Well, he may be a self-aggrandizing narcissist, but he does have some doubt. OPORD Analytical's slogon:

"When you have questions, OPORD Analytical may have the answers."
posted by substrate at 7:55 AM on November 23, 2008


KRYPTOS BARADA NIKTO
posted by Balisong at 7:56 AM on November 23, 2008 [4 favorites]


Sure he's quite possibly a complete nutcase with a wrong sollution to Kryptos and a far-fetched theory on the Zodiac case but it was a damn fun read. Good post, wherever, whatever.
posted by sveskemus at 8:16 AM on November 23, 2008 [2 favorites]

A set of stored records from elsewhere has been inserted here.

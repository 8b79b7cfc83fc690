//! Error and retry-policy types for the Herald notification pipeline.
//!
//! Each port has its own error type ([`MessageSinkError`],
//! [`SourceRepositoryError`]); adapters translate their transport failures into
//! these. Command handlers wrap them in [`NotificationError`] and never recover
//! locally: every failure travels to the HTTP boundary, which decides the
//! response status.
//!
//! [`RetryPolicy`] is a cross-cutting concern: every error can say whether the
//! webhook sender should redeliver and, if known, how long it should wait.

use std::time::Duration;

use chrono::{DateTime, Utc};
use serde::{Deserialize, Serialize};
use thiserror::Error;

#[cfg(test)]
#[path = "errors_tests.rs"]
mod tests;

// ---------------------------------------------------------------------------
// Retry semantics
// ---------------------------------------------------------------------------

/// Whether an error condition is worth redelivering and, if so, after what delay.
///
/// Herald never retries on its own. The policy is surfaced to the webhook
/// sender through the HTTP response (`503` + `Retry-After` versus `502`).
///
/// - `Retryable` errors: network failures, rate limits, upstream 5xx.
/// - `NonRetryable` errors: bad credentials, unknown channel or repository,
///   a payload the upstream rejected.
#[derive(Debug, Clone, PartialEq, Serialize, Deserialize)]
pub enum RetryPolicy {
    /// The operation may be retried.
    Retryable {
        /// Minimum back-off before the next attempt. `None` means the caller
        /// applies its own schedule.
        after: Option<Duration>,
    },
    /// Redelivering the same event will fail the same way.
    NonRetryable,
}

impl RetryPolicy {
    pub fn is_retryable(&self) -> bool {
        matches!(self, Self::Retryable { .. })
    }
}

fn status_policy(status: u16) -> RetryPolicy {
    if status >= 500 {
        RetryPolicy::Retryable { after: None }
    } else {
        RetryPolicy::NonRetryable
    }
}

// ---------------------------------------------------------------------------
// Message sink
// ---------------------------------------------------------------------------

/// Failures reported by a [`crate::MessageSink`].
#[derive(Debug, Error)]
pub enum MessageSinkError {
    /// The sink rejected the configured credentials.
    #[error("Chat platform rejected the credentials")]
    Unauthorized,

    /// The destination channel does not exist or is not visible to the bot.
    #[error("Chat channel '{channel_id}' not found")]
    ChannelNotFound {
        /// The channel the message was addressed to.
        channel_id: String,
    },

    /// The sink is throttling requests.
    #[error("Chat platform rate limit hit")]
    RateLimited {
        /// Delay requested by the platform, when it sent one.
        retry_after: Option<Duration>,
    },

    /// The sink considered the message itself malformed.
    #[error("Chat platform rejected the message: {message}")]
    InvalidPayload { message: String },

    /// Any other non-success response.
    #[error("Chat platform returned {status}: {message}")]
    Rejected { status: u16, message: String },

    /// The request never produced a response (DNS, TLS, connection reset, timeout).
    #[error("Chat platform unreachable: {message}")]
    Transport { message: String },
}

impl MessageSinkError {
    pub fn retry_policy(&self) -> RetryPolicy {
        match self {
            Self::RateLimited { retry_after } => RetryPolicy::Retryable {
                after: *retry_after,
            },
            Self::Transport { .. } => RetryPolicy::Retryable { after: None },
            Self::Rejected { status, .. } => status_policy(*status),
            Self::Unauthorized | Self::ChannelNotFound { .. } | Self::InvalidPayload { .. } => {
                RetryPolicy::NonRetryable
            }
        }
    }
}

// ---------------------------------------------------------------------------
// Source repository
// ---------------------------------------------------------------------------

/// Failures reported by a [`crate::SourceRepository`].
#[derive(Debug, Error)]
pub enum SourceRepositoryError {
    /// The repository, pull request, or issue does not exist (or is private).
    #[error("Resource not found: {resource}")]
    NotFound { resource: String },

    /// The hosting platform's rate limit is exhausted until `reset_at`.
    #[error("Source repository rate limit exceeded. Reset at: {reset_at:?}")]
    RateLimited { reset_at: Option<DateTime<Utc>> },

    /// The configured token was rejected.
    #[error("Source repository rejected the credentials")]
    Unauthorized,

    /// Any other non-success response.
    #[error("Source repository returned {status}: {message}")]
    Http { status: u16, message: String },

    /// The request never produced a response.
    #[error("Source repository unreachable: {message}")]
    Transport { message: String },

    /// The response body did not have the expected shape.
    #[error("Could not decode source repository response: {message}")]
    Decode { message: String },
}

impl SourceRepositoryError {
    pub fn retry_policy(&self) -> RetryPolicy {
        match self {
            Self::RateLimited { reset_at } => RetryPolicy::Retryable {
                after: reset_at.and_then(|reset| (reset - Utc::now()).to_std().ok()),
            },
            Self::Transport { .. } => RetryPolicy::Retryable { after: None },
            Self::Http { status, .. } => status_policy(*status),
            Self::NotFound { .. } | Self::Unauthorized | Self::Decode { .. } => {
                RetryPolicy::NonRetryable
            }
        }
    }
}

// ---------------------------------------------------------------------------
// Notification errors
// ---------------------------------------------------------------------------

/// Errors returned by a command handler or the ingestion controller.
///
/// Filtering out a non-`opened` action is not an error and never produces one
/// of these.
#[derive(Debug, Error)]
pub enum NotificationError {
    /// Fetching auxiliary data for the message failed; nothing was sent.
    #[error("Enrichment failed: {0}")]
    Enrichment(#[from] SourceRepositoryError),

    /// The message could not be delivered.
    #[error("Delivery failed: {0}")]
    Delivery(#[from] MessageSinkError),
}

impl NotificationError {
    pub fn retry_policy(&self) -> RetryPolicy {
        match self {
            Self::Enrichment(e) => e.retry_policy(),
            Self::Delivery(e) => e.retry_policy(),
        }
    }
}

Well...so what happens now?
posted by onepapertiger at 9:19 AM on November 23, 2008


No he hasn't. Farmer's "solution" depends on a host of assumptions, leaps in logic typical of numerology. I note also how self-important his website is.
posted by A189Nut at 9:28 AM on November 23, 2008


By the way, this should indicate how impeccable the American Chronicle is
posted by A189Nut at 9:30 AM on November 23, 2008 [1 favorite]


I could only get through the "Dragon Card" part of the Zodiac .pdf before I had to fold the hand. This guy seems like a nutter to me.
posted by paisley henosis at 9:33 AM on November 23, 2008


I could only get through the "Dragon Card" part of the Zodiac

Ha! I have Akroma, Angel of Wrath, so I'll just be taking that card off your hands, thank you very much.
posted by Marisa Stole the Precious Thing at 9:45 AM on November 23, 2008 [1 favorite]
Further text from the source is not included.